Pour éviter ce scénario, un dialogue politique franc avec le Kremlin est d'une importance cruciale, de même que la prolongation des sanctions économiques pour faire comprendre à la Russie que le prix à payer pour son agression va être de plus en plus élevé. Mais s'en remettre exclusivement au dialogue diplomatique et aux sanctions pour parvenir à une paix durable relève sans doute d'un optimisme excessif.
Une stratégie d'ensemble doit viser à renforcer l'Ukraine sur tous les plans. Il y faut un soutien politique et diplomatique. Mais il faut également soutenir les réformes destinées à éliminer la corruption et à encourager la croissance. Le récent accord  de l'Ukraine avec le FMI a un rôle crucial et immédiat à jouer de ce point de vue, et il en est de même de son accord avec l'UE  sur une zone de libre échange approfondie et complète pour son avenir à long terme.
Mais si les groupes séparatistes soutenus par la Russie croient qu'ils peuvent contrôler le Donbass et la côte de la Mer noire, les tentatives de reconstruction de l'Ukraine et de son économie ne serviront pas à grand chose. C'est pourquoi les partenaires extérieurs de l'Ukraine doivent aussi l'aider à renforcer ses capacités défensives.

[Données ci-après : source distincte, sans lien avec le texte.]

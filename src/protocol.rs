//! Wire-level vocabulary of the session gate.
//!
//! [`types`] holds the typed request, the closed [`Action`] enumeration and the
//! [`Outcome`] every request resolves to. [`response_mapper`] turns an outcome into the
//! status code and JSON body written back to the caller.

pub mod response_mapper;
pub mod types;

pub use response_mapper::*;
pub use types::*;
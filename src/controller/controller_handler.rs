use crate::configuration::config::Config;
use crate::controller::dispatcher::Dispatcher;
use crate::error_handling::types::*;
use crate::session_management::session_manager::SessionManager;
use crate::web_interface::web_server::WebServer;
use log::info;
use std::sync::Arc;

/// Owns the validated configuration and the one session slot for the life of the process.
pub struct Controller {
    pub config: Config,
    dispatcher: Arc<Dispatcher>,
}

impl Controller {
    pub fn new(config: Config) -> Self {
        info!("Creating controller for {}", config.server.socket_addr());
        let sessions = Arc::new(SessionManager::new());
        let dispatcher = Arc::new(Dispatcher::new(config.credentials.clone(), sessions));
        Self { config, dispatcher }
    }

    pub fn dispatcher(&self) -> Arc<Dispatcher> {
        self.dispatcher.clone()
    }

    /// Serves the gate until the process is stopped.
    pub async fn run(&self) -> Result<(), ControllerError> {
        info!("Starting web interface");
        let server = WebServer::new(self.dispatcher());
        server.start(self.config.server.socket_addr()).await?;
        Ok(())
    }
}
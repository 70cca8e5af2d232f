use log::warn;

use super::secrets::constant_time_eq_str;
use crate::configuration::types::ProvisionedCredentials;
use crate::protocol::types::{Action, BadRequestReason, Rejection, UnauthorizedReason};

/// A request body that passed every shape check.
#[derive(Debug, Clone, Copy, PartialEq, Eq)]
pub struct WellFormed<'a> {
    pub token: &'a str,
    pub action: Action,
}

/// Body well-formedness: presence of both fields, then token match, then action match.
///
/// Emptiness checks come before correctness checks, so an empty token with an unknown
/// action is a `BadRequest`, while a wrong token with an unknown action is `Unauthorized`.
pub fn check_shape<'a>(
    token: Option<&'a str>,
    action: Option<&'a str>,
    credentials: &ProvisionedCredentials,
) -> Result<WellFormed<'a>, Rejection> {
    let token = match token {
        Some(t) if !t.is_empty() => t,
        _ => return Err(Rejection::BadRequest(BadRequestReason::MissingToken)),
    };
    let action = match action {
        Some(a) if !a.is_empty() => a,
        _ => return Err(Rejection::BadRequest(BadRequestReason::MissingAction)),
    };

    if !constant_time_eq_str(token, &credentials.token) {
        warn!("Rejecting token of length {} that does not match the provisioned one", token.len());
        return Err(Rejection::Unauthorized(UnauthorizedReason::InvalidToken));
    }

    let action = Action::parse(action).ok_or(Rejection::BadRequest(BadRequestReason::UnknownAction))?;

    Ok(WellFormed { token, action })
}
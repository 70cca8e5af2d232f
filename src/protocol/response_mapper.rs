use serde::Serialize;
use warp::http::StatusCode;

use super::types::{Outcome, Rejection};

/// JSON payload written back for every request.
///
/// Serializes to either `{"result":"OK"}` or `{"error":"<message>"}`.
#[derive(Debug, Clone, PartialEq, Eq, Serialize)]
#[serde(untagged)]
pub enum ApiBody {
    Result { result: String },
    Error { error: String },
}

impl ApiBody {
    pub fn ok() -> Self {
        ApiBody::Result {
            result: "OK".to_string(),
        }
    }

    pub fn error(message: impl Into<String>) -> Self {
        ApiBody::Error {
            error: message.into(),
        }
    }
}

/// Maps a pipeline outcome onto its fixed status code and body.
///
/// Rejection reasons are deliberately dropped: the wire only ever carries the canonical
/// reason phrase of the status.
pub fn map_outcome(outcome: &Outcome) -> (StatusCode, ApiBody) {
    match outcome {
        Outcome::Success => (StatusCode::OK, ApiBody::ok()),
        Outcome::Rejected(rejection) => map_rejection(rejection),
    }
}

pub fn map_rejection(rejection: &Rejection) -> (StatusCode, ApiBody) {
    let (status, phrase) = match rejection {
        Rejection::NotFound => (StatusCode::NOT_FOUND, "Not Found"),
        Rejection::MethodNotAllowed => (StatusCode::METHOD_NOT_ALLOWED, "Method Not Allowed"),
        Rejection::BadRequest(_) => (StatusCode::BAD_REQUEST, "Bad Request"),
        Rejection::Unauthorized(_) => (StatusCode::UNAUTHORIZED, "Unauthorized"),
    };
    (status, ApiBody::error(phrase))
}
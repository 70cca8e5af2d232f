// Web Interface module root
pub mod routes;
pub mod web_server;

#[cfg(test)]
mod tests;

// Re-export commonly used items
pub use routes::*;
pub use web_server::*;
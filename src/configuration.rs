pub mod config;
pub mod types;

pub use config::{CliArgs, Config};
pub use types::{ProvisionedCredentials, ServerSettings};
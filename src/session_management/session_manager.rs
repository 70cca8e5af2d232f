use crate::protocol::types::{Action, Rejection};
use crate::session_management::session::Session;
use crate::session_management::SessionState;
use log::{debug, info};
use std::sync::{Mutex, MutexGuard, PoisonError};

/// The process-wide session slot.
///
/// Created once at startup in the `LoggedOut` state and shared by reference with the
/// dispatcher. Every transition reads and replaces the session under one lock, so
/// transitions take effect in lock-acquisition order.
#[derive(Debug, Default)]
pub struct SessionManager {
    slot: Mutex<Session>,
}

impl SessionManager {
    pub fn new() -> Self {
        Self {
            slot: Mutex::new(Session::LoggedOut),
        }
    }

    /// Applies `action` to the current session.
    ///
    /// On rejection the stored session is left exactly as it was.
    pub fn transition(&self, action: Action, token: &str) -> Result<(), Rejection> {
        let mut slot = self.lock();
        let next = slot.next(action, token)?;

        match (&*slot, &next) {
            (Session::LoggedOut, Session::LoggedIn(active)) => {
                info!("Session {} opened", active.id);
            }
            (Session::LoggedIn(active), Session::LoggedOut) => {
                info!(
                    "Session {} closed after {}s and {} action(s)",
                    active.id,
                    active.age().num_seconds(),
                    active.actions_performed
                );
            }
            (_, Session::LoggedIn(active)) => {
                debug!("Session {} performed action #{}", active.id, active.actions_performed);
            }
            _ => {}
        }

        *slot = next;
        Ok(())
    }

    pub fn state(&self) -> SessionState {
        self.lock().state()
    }

    /// Copy of the current session, taken under the lock.
    pub fn snapshot(&self) -> Session {
        self.lock().clone()
    }

    // The session is only ever replaced whole, so a poisoned lock still holds a
    // consistent value.
    fn lock(&self) -> MutexGuard<'_, Session> {
        self.slot.lock().unwrap_or_else(PoisonError::into_inner)
    }
}
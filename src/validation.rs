//! Pure, side-effect-free request checks.
//!
//! Both validators only read their inputs and the provisioned credentials, so they run
//! outside the session lock.

pub mod credential_validator;
pub mod request_validator;
pub mod secrets;

pub use credential_validator::check_credentials;
pub use request_validator::{check_shape, WellFormed};
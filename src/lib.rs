//! Session-gated action endpoint.
//!
//! A single `POST /endpoint` resource accepting `LOGIN`, `ACTION` and `LOGOUT` requests.
//! Each request runs through a fixed pipeline (credential check, body shape check,
//! session state machine) and resolves to one [`protocol::Outcome`], which is rendered as
//! a status code plus a small JSON body.

pub mod configuration;
pub mod controller;
pub mod error_handling;
pub mod protocol;
pub mod session_management;
pub mod validation;
pub mod web_interface;

pub use configuration::Config;
pub use controller::{Controller, Dispatcher};
pub use protocol::{Action, Outcome, Request};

Dans un contexte aussi tendu, il y aura toujours des têtes brûlées pour privilégier l'option militaire. Mais le point clé reste le comportement des pragmatiques capables de repérer les faiblesses à exploiter. Si les séparatistes soutenus par la Russie estiment que l'Ukraine est faible sur le plan militaire, il sera difficile de limiter leurs ambitions territoriales. Une solution politique ou diplomatique serait alors quasiment hors de portée.
Les experts en matière de sécurité devraient identifier les mesures à prendre par les puissances telles que les USA et l'Europe pour améliorer les capacités défensives de l'Ukraine. Les demandes en équipement non létal  formulées par le président ukrainien Petro Porochenko lors de la récente Conférence de Munich sur la sécurité pourraient constituer une indication.
La chancelière allemande Angela Merckel et d'autres dirigeants ont raison de dire qu'il n'y a pas de solution purement militaire au conflit en Ukraine. Mais une année de négociations et d'accords avortés prouvent qu'il n'y a pas non plus de solution purement diplomatique. C'est seulement en éliminant - ou au moins en réduisant drastiquement - la capacité des séparatistes et de leurs soutiens russes à prolonger leur campagne militaire que l'Ukraine et ses partenaires peuvent espérer parvenir à une solution politique durable.
Traduit de l’anglais par Patrice Horovitz
Carl Bildt a été Premier ministre et ministre des Affaires étrangères de Suède.